▸ **Task to complete**: With the entries below as the source, tally the lines that contain the string "first" and give the number only.

Stored data
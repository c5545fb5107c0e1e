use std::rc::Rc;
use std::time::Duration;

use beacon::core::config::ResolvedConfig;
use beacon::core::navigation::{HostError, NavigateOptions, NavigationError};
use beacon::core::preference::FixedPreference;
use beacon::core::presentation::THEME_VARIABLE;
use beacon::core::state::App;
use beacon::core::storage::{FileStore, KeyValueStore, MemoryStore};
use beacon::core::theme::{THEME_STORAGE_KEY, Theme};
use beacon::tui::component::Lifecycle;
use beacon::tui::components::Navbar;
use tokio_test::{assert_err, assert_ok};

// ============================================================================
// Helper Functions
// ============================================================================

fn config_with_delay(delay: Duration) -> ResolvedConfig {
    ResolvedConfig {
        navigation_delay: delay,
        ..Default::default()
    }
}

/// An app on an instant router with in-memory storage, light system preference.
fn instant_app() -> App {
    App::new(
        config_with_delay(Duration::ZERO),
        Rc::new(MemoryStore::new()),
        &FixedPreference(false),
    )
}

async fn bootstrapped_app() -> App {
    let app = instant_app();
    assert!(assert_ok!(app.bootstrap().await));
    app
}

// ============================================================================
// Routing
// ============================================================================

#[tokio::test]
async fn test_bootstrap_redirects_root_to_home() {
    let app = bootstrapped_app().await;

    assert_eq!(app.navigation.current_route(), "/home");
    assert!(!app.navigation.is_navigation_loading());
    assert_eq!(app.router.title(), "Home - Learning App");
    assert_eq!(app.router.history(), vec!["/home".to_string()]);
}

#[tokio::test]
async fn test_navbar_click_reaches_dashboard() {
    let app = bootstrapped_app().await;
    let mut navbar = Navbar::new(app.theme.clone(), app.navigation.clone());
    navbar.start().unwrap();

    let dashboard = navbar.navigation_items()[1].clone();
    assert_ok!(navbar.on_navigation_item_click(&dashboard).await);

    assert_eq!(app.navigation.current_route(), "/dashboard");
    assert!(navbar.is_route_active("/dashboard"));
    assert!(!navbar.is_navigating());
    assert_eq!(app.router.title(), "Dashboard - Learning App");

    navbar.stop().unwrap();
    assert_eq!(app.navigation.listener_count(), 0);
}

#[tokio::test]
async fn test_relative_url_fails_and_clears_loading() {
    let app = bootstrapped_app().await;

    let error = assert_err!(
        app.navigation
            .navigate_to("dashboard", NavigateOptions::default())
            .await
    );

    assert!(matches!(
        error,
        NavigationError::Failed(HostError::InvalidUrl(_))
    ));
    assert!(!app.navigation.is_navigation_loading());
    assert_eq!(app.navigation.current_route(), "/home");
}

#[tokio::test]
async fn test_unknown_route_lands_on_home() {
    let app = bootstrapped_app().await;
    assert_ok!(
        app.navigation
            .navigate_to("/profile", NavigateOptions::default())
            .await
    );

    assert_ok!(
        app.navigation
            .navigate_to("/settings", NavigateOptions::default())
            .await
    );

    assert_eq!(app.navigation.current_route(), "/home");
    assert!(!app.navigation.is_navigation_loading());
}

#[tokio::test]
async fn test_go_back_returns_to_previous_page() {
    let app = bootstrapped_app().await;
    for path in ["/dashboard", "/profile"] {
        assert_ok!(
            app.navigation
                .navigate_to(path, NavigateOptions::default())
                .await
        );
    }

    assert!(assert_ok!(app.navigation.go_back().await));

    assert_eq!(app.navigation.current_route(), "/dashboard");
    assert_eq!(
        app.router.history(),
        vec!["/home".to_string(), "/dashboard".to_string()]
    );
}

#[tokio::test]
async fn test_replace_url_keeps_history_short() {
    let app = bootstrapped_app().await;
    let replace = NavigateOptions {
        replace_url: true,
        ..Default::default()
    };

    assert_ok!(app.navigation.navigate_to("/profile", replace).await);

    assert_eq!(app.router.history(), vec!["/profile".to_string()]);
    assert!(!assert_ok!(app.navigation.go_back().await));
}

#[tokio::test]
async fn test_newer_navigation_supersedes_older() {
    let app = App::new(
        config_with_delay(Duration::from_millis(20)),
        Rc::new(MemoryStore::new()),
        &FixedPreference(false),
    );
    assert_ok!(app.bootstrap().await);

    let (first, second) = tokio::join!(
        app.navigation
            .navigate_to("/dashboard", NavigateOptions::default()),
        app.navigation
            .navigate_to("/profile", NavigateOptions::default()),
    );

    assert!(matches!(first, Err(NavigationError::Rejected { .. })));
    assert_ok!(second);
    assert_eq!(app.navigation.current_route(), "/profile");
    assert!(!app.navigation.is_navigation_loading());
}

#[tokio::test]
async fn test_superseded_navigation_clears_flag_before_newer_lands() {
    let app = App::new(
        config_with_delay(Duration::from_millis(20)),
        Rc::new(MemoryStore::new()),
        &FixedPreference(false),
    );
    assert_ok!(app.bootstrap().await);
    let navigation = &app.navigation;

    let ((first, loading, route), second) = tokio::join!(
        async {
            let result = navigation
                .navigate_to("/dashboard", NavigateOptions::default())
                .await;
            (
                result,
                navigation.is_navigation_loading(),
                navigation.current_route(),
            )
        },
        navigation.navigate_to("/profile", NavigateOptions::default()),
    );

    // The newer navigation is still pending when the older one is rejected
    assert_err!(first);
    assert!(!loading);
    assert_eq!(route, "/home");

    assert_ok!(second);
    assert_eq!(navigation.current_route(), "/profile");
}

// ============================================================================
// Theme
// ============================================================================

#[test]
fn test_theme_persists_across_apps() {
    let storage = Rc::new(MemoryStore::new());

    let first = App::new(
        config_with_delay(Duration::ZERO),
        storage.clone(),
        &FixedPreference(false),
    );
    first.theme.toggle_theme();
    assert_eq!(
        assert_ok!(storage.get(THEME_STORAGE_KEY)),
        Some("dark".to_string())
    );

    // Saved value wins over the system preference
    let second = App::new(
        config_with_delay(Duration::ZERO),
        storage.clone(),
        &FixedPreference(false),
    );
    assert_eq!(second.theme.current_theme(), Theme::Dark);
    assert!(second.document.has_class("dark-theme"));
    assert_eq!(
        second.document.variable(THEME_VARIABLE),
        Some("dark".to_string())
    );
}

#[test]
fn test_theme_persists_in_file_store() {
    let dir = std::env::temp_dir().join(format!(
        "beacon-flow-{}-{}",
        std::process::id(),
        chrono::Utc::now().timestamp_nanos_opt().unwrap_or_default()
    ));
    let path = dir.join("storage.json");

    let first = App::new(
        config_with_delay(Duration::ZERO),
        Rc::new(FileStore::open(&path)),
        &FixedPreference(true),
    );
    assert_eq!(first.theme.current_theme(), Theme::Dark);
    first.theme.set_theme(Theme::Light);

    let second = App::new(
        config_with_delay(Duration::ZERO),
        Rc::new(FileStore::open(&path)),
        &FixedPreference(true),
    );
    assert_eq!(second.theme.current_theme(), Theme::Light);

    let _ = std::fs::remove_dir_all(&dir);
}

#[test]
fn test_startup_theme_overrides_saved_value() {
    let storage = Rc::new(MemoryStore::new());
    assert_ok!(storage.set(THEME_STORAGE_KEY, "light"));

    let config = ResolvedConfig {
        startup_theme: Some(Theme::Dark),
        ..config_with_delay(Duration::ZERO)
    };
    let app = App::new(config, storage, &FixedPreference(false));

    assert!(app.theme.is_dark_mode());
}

▸ **Result of this exercise**: 9